Ponchia
"Yes, she can". Era già lì bello pronto, non un riciclo ma il rilancio di uno slogan che ha funzionato. Kamala Harris può farcela. E se lo dice Barak Obama può crederci. Non irraggiungibile come "I like Ike" usato per lanciare la campagna presidenziale di Dwight Eisenhower. E nemmeno come lo struggente "I have a dream" di Martin Luther King. Però funziona. Ed è già sulla bocca di tutti con una potenza trasversale che il motto supernazionalista e protezionista di Donald Trump "Make America great again" forse non può eguagliare. "Uno slogan è efficace se rappresenta la sintesi della proposta politica ma soprattutto se lascia un segno sulla personalità del candidato – spiega Massimiliano Panarari, professore di Sociologia della comunicazione all’Università di Modena e Reggio Emilia –. Deve imprimersi nella memoria corta dell’elettore. E in un’epoca complicata come la nostra aprire una strada, dare una percezione del futuro". Qui è il pronome a fare la differenza: "Il we che diventa she apre la finestra su nuove prospettive – continua Panarari –. Evoca l’ipotesi del primo presidente donna in chiave molto polarizzata rispetto a un maschio sovranista che fa leva sulla paura, ma non si limita alla differenza di genere. Rileva anche il vantaggio anagrafico, che dopo il ritiro di Biden si è spostato a favore dei democratici. Non si tratta di un riciclo, appunto, ma del recupero di uno dei claim più potenti della storia americana: tempi nuovi, l’empowerment alla portata di tutti".
In America vanno fortissimo con il marketing. Anche con quello politico, che ha appena sfornato un’immagine restaurata di Joe Biden alla convention di Chicago, il riscatto di un uomo che brilla nella sua fragilità. Ma quanto conta davvero nella corsa alla Casa Bianca la scelta delle parole giuste? Quanto incidono sul corso della storia e quali sono quelle che restano nella memoria? La costruzione di una frase ad effetto non è un compito facile e chi è chiamato a trovarla si muove in una zona grigia fra attivismo politico e strategia di mercato dove è facile inciampare. Un uomo, e tanto più l’uomo più potente del mondo, non è una scarpa da ginnastica ma nemmeno un drink o una crema da spalmare.
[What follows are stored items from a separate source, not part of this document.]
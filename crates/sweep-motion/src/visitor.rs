// SPDX-License-Identifier: Apache-2.0
// © James Ross Ω FLYING•ROBOTS <https://github.com/flyingrobots>
use sweep_math::Vec3;

use crate::aabb::Aabb;
use crate::articular::ArticularMotion;
use crate::cache::MotionCache;
use crate::error::MotionError;
use crate::interp::InterpMotion;
use crate::motion::Motion;
use crate::screw::ScrewMotion;
use crate::spline::SplineMotion;

/// Shape-specific motion bound, one method per motion kind.
///
/// Implementations return a bound on the rate at which any point of their
/// shape moves along their direction, per unit of normalized time, from the
/// cached time to the end of the motion. Multiplying by the remaining time
/// bounds the displacement. `cache` must hold the motion's last integration.
pub trait MotionBoundVisitor {
    /// Bound under a screw motion.
    fn visit_screw(
        &self,
        motion: &ScrewMotion,
        cache: &mut MotionCache,
    ) -> Result<f64, MotionError>;

    /// Bound under an interpolated motion.
    fn visit_interp(
        &self,
        motion: &InterpMotion,
        cache: &mut MotionCache,
    ) -> Result<f64, MotionError>;

    /// Bound under a spline motion.
    fn visit_spline(
        &self,
        motion: &SplineMotion,
        cache: &mut MotionCache,
    ) -> Result<f64, MotionError>;

    /// Bound under an articulated motion.
    fn visit_articular(
        &self,
        motion: &ArticularMotion,
        cache: &mut MotionCache,
    ) -> Result<f64, MotionError>;
}

/// `None` for a direction too short to normalize, the unit direction otherwise.
fn unit(direction: &Vec3) -> Option<Vec3> {
    direction.try_normalize()
}

/// Rate bounds for a finite set of body-frame points.
struct PointSet<'a> {
    points: &'a [Vec3],
    direction: Option<&'a Vec3>,
}

impl PointSet<'_> {
    fn screw(&self, motion: &ScrewMotion, cache: &MotionCache) -> f64 {
        let world = cache.transform;
        motion.rate_bound(
            self.points.iter().map(|p| world.transform_point(p)),
            self.direction,
        )
    }

    fn interp(&self, motion: &InterpMotion) -> f64 {
        motion.rate_bound(self.points.iter().copied(), self.direction)
    }

    fn spline(&self, motion: &SplineMotion) -> f64 {
        motion.rate_bound(self.points.iter().copied(), self.direction)
    }

    fn articular(
        &self,
        motion: &ArticularMotion,
        cache: &mut MotionCache,
    ) -> Result<f64, MotionError> {
        let reach = motion.reach(self.points.iter().copied());
        let direction = self.direction.copied().unwrap_or(Vec3::ZERO);
        motion.motion_bound(cache, &direction, reach)
    }
}

/// Bounding-volume visitor: a body-frame box moving along `direction`.
///
/// A zero or sub-`EPSILON` direction bounds the speed instead.
#[derive(Debug, Clone, Copy, PartialEq)]
pub struct AabbBoundVisitor {
    aabb: Aabb,
    direction: Option<Vec3>,
}

impl AabbBoundVisitor {
    /// Visitor for `aabb` (body frame) along `direction` (normalized).
    pub fn new(aabb: Aabb, direction: Vec3) -> Self {
        Self {
            aabb,
            direction: unit(&direction),
        }
    }

    /// Box in the body frame.
    pub fn aabb(&self) -> Aabb {
        self.aabb
    }

    fn point_set<'a>(&'a self, corners: &'a [Vec3; 8]) -> PointSet<'a> {
        PointSet {
            points: corners,
            direction: self.direction.as_ref(),
        }
    }
}

/// Triangle visitor: three body-frame vertices moving along `direction`.
///
/// A zero or sub-`EPSILON` direction bounds the speed instead.
#[derive(Debug, Clone, Copy, PartialEq)]
pub struct TriangleBoundVisitor {
    vertices: [Vec3; 3],
    direction: Option<Vec3>,
}

impl TriangleBoundVisitor {
    /// Visitor for the triangle `vertices` (body frame) along `direction`
    /// (normalized).
    pub fn new(vertices: [Vec3; 3], direction: Vec3) -> Self {
        Self {
            vertices,
            direction: unit(&direction),
        }
    }

    /// Vertices in the body frame.
    pub fn vertices(&self) -> [Vec3; 3] {
        self.vertices
    }

    fn point_set(&self) -> PointSet<'_> {
        PointSet {
            points: &self.vertices,
            direction: self.direction.as_ref(),
        }
    }
}

impl MotionBoundVisitor for AabbBoundVisitor {
    fn visit_screw(
        &self,
        motion: &ScrewMotion,
        cache: &mut MotionCache,
    ) -> Result<f64, MotionError> {
        let corners = self.aabb.corners();
        Ok(self.point_set(&corners).screw(motion, cache))
    }

    fn visit_interp(
        &self,
        motion: &InterpMotion,
        _cache: &mut MotionCache,
    ) -> Result<f64, MotionError> {
        let corners = self.aabb.corners();
        Ok(self.point_set(&corners).interp(motion))
    }

    fn visit_spline(
        &self,
        motion: &SplineMotion,
        _cache: &mut MotionCache,
    ) -> Result<f64, MotionError> {
        let corners = self.aabb.corners();
        Ok(self.point_set(&corners).spline(motion))
    }

    fn visit_articular(
        &self,
        motion: &ArticularMotion,
        cache: &mut MotionCache,
    ) -> Result<f64, MotionError> {
        let corners = self.aabb.corners();
        self.point_set(&corners).articular(motion, cache)
    }
}

impl MotionBoundVisitor for TriangleBoundVisitor {
    fn visit_screw(
        &self,
        motion: &ScrewMotion,
        cache: &mut MotionCache,
    ) -> Result<f64, MotionError> {
        Ok(self.point_set().screw(motion, cache))
    }

    fn visit_interp(
        &self,
        motion: &InterpMotion,
        _cache: &mut MotionCache,
    ) -> Result<f64, MotionError> {
        Ok(self.point_set().interp(motion))
    }

    fn visit_spline(
        &self,
        motion: &SplineMotion,
        _cache: &mut MotionCache,
    ) -> Result<f64, MotionError> {
        Ok(self.point_set().spline(motion))
    }

    fn visit_articular(
        &self,
        motion: &ArticularMotion,
        cache: &mut MotionCache,
    ) -> Result<f64, MotionError> {
        self.point_set().articular(motion, cache)
    }
}

/// Box enclosing `shape` (body frame) over the rest of the motion, from the
/// cached pose to `t = 1`.
///
/// The box at the cached pose is grown on each axis by the axis rate bound
/// times the remaining time.
pub fn swept_aabb(
    motion: &Motion,
    cache: &mut MotionCache,
    shape: &Aabb,
) -> Result<Aabb, MotionError> {
    let remaining = 1.0 - cache.time;
    let mut margin = [0.0; 3];
    for (m, axis) in margin.iter_mut().zip([Vec3::UNIT_X, Vec3::UNIT_Y, Vec3::UNIT_Z]) {
        let rate = motion.compute_motion_bound(cache, &AabbBoundVisitor::new(*shape, axis))?;
        *m = rate * remaining;
    }
    Ok(shape
        .transformed(&cache.transform)
        .expand(&Vec3::from(margin)))
}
"Make Love Not War" poteva convincere gli hippy di tutto il mondo durante la guerra in Vietnam, tuttavia è troppo generico per portare la gente a votare. Thomas Woodrow Wilson, nella campagna per la rielezione presidenziale del 1916, usò lo slogan "He proved the pen mightier than the sword" (ha dimostrato che la penna è più potente della spada). Nella sabbie mobili della Grande Depressione, durante la campagna del 1932 lo sfidante democratico Franklin D. Roosevelt promise all’elettorato la sua versione di speranza e di cambiamento con "Happy Days Are Here Again" (I giorni felici sono di nuovo qui). "Change We Can Believe In" (il cambiamento in cui possiamo credere) è stato il motto di Barack Obama nel 2008.
Ma la storia è molto più vecchia. È dagli anni ’30, fa notare il sociologo, che le campagne elettorali americane sono diventate una faccenda scientifica, modellando il marketing politico su quello commerciale. "Però dietro c’è tutta la straordinaria competenza accumulata a partire dalla fine dell’800 con il contributo di discipline diverse, dalla psicologia sociale alle scienze comportamentali. Con il rischio sempre in agguato del bignami della persuasione". Tutto questo oggi è potenziato dall’utilizzo dei big data, dalla profilazione garantita dagli algortimi. "Nelle retrovie dei democratici si agitano gli show runner – dice Panarari –, gli sceneggiatori delle grandi serie televisive che in un attimo diventano ghost writer. Se Yes we can ricorda I like Ike è perché c’è la sintesi ma anche la capacità di produrre suoni che vengono ricordati, essenziali nell’economia dell’attenzione. È tutto molto controllato: praticamente un format".